Their amendments were defeated.

Late last year, VCF Special Master Rupa Bhattacharyya announced that a surge in deaths, cancer and disability claims attributed to toxic World Trade Center exposures would force the 9/11 Victims Compensation Fund to slash its compensation awards for all pending and future claims by 50-to-70 percent.

So far, the VCF has expended just over $5 billion of the $7.3-billion fund to satisfy 21,000 claims. From 2011 through 2016, the agency had more than 19,000 claims submitted, while in the time since it has gotten 28,000 more, a number that continues to grow.

Make-Up on Way

As a consequence of the shortfall, lawyers representing 9/11 first-responders confirmed that some of their clients got no money in the last few months. Under the bill that Congress just passed, those claimants will eventually get their full awards.

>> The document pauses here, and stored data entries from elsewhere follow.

impl fmt::Display for VendorId {
    fn fmt(&self, f: &mut fmt::Formatter<'_>) -> fmt::Result {
        match self.known_name() {
            Some(name) => write!(f, "{}", name),
            None => write!(f, "{}", self.0),
        }
    }
}

impl FromStr for VendorId {
    type Err = ParseKeyError;

    fn from_str(s: &str) -> Result<Self, Self::Err> {
        match s.trim().to_ascii_lowercase().as_str() {
            "unknown" | "" => Ok(VendorId::UNKNOWN),
            "amd" | "advanced micro devices, inc." => Ok(VendorId::AMD),
            "nvidia" | "nvidia corporation" => Ok(VendorId::NVIDIA),
            "intel" | "intel(r) corporation" => Ok(VendorId::INTEL),
            other => other
                .parse::<u32>()
                .map(VendorId)
                .map_err(|_| ParseKeyError::new("vendor", s)),
        }
    }
}

/// Serialized form of a vendor: a name or a raw id
#[derive(Serialize, Deserialize)]
#[serde(untagged)]
enum VendorSpec {
    Id(u32),
    Name(String),
}

impl TryFrom<VendorSpec> for VendorId {
    type Error = ParseKeyError;

    fn try_from(spec: VendorSpec) -> Result<Self, Self::Error> {
        match spec {
            VendorSpec::Id(id) => Ok(VendorId(id)),
            VendorSpec::Name(name) => name.parse(),
        }
    }
}

impl From<VendorId> for VendorSpec {
    fn from(id: VendorId) -> Self {
        match id.known_name() {
            Some(name) => VendorSpec::Name(name.to_string()),
            None => VendorSpec::Id(id.0),
        }
    }
}
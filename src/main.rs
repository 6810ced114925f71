use std::sync::Arc;

use actix_web::{App, HttpServer, middleware, web};

use premios::clock::{Clock, SystemClock};
use premios::config::AppConfig;
use premios::{db, routes};

#[actix_web::main]
async fn main() -> std::io::Result<()> {
    dotenvy::dotenv().ok();
    env_logger::init();

    let config = AppConfig::from_env();

    // Ensure data directory exists for the default SQLite file
    std::fs::create_dir_all("data")?;

    let pool = db::init_pool(&config.database_url, config.db_max_connections)
        .await
        .expect("Failed to create DB pool");
    db::run_migrations(&pool)
        .await
        .expect("Failed to run migrations");

    let clock: Arc<dyn Clock> = Arc::new(SystemClock);

    if config.seed_demo {
        db::seed_demo(&pool, clock.now())
            .await
            .expect("Failed to seed demo polls");
    }

    let secret_key = config.cookie_key();
    let bind_addr = config.bind_addr.clone();
    let config = web::Data::new(config);
    let clock = web::Data::from(clock);

    log::info!("Starting server at http://{bind_addr}");

    HttpServer::new(move || {
        App::new()
            .wrap(routes::session_middleware(secret_key.clone()))
            .wrap(middleware::Logger::default())
            .app_data(web::Data::new(pool.clone()))
            .app_data(clock.clone())
            .app_data(config.clone())
            .service(actix_files::Files::new("/static", "./static"))
            .configure(routes::configure)
            .default_service(web::to(routes::not_found))
    })
    .bind(bind_addr)?
    .run()
    .await
}
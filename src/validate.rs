/// Longest question or choice text accepted.
pub const MAX_TEXT_LEN: usize = 200;

/// Validate question text: required, at most 200 characters.
pub fn validate_question_text(text: &str) -> Option<String> {
    validate_text(text, "Question text")
}

/// Validate choice text: required, at most 200 characters.
pub fn validate_choice_text(text: &str) -> Option<String> {
    validate_text(text, "Choice text")
}

fn validate_text(text: &str, label: &str) -> Option<String> {
    let trimmed = text.trim();
    if trimmed.is_empty() {
        return Some(format!("{label} is required"));
    }
    if trimmed.chars().count() > MAX_TEXT_LEN {
        return Some(format!("{label} must be at most {MAX_TEXT_LEN} characters"));
    }
    None
}
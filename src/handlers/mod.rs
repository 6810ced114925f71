pub mod poll_handlers;
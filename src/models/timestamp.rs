use chrono::{DateTime, Datelike, NaiveDateTime, Utc};

use crate::errors::AppError;

/// Fixed-width UTC layout: lexical order of stored values equals chronological order.
const STORAGE_FORMAT: &str = "%Y-%m-%dT%H:%M:%S%.6fZ";

/// Years outside this range do not print as four digits and would break ordering.
const STORABLE_YEARS: std::ops::RangeInclusive<i32> = 0..=9999;

pub fn to_storage(instant: DateTime<Utc>) -> Result<String, AppError> {
    if !STORABLE_YEARS.contains(&instant.year()) {
        return Err(AppError::Timestamp(format!(
            "{instant} is outside the storable years 0000-9999"
        )));
    }
    Ok(instant.format(STORAGE_FORMAT).to_string())
}

pub fn from_storage(value: &str) -> Result<DateTime<Utc>, AppError> {
    NaiveDateTime::parse_from_str(value, STORAGE_FORMAT)
        .map(|naive| naive.and_utc())
        .map_err(|e| AppError::Timestamp(format!("{value:?}: {e}")))
}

Michael Barasch, a leading WTC attorney, said claimants might still get notices in the mail of significantly reduced awards. “I have been assured by the Special Master that these people will be made whole as soon as the Department of the Treasury funds the VCF account, and that likely won’t happen until the end of this year at the earliest,” he said in a phone interview.

He said that the fund could expedite claims in the event an applicant was terminally ill or in imminent danger of losing a home to foreclosure.

“There are some very reputable lending firms that will lend a claimant money on the basis of an award letter, or if they were in that group that were cut in this interim period, at a 9-percent interest rate,” he said.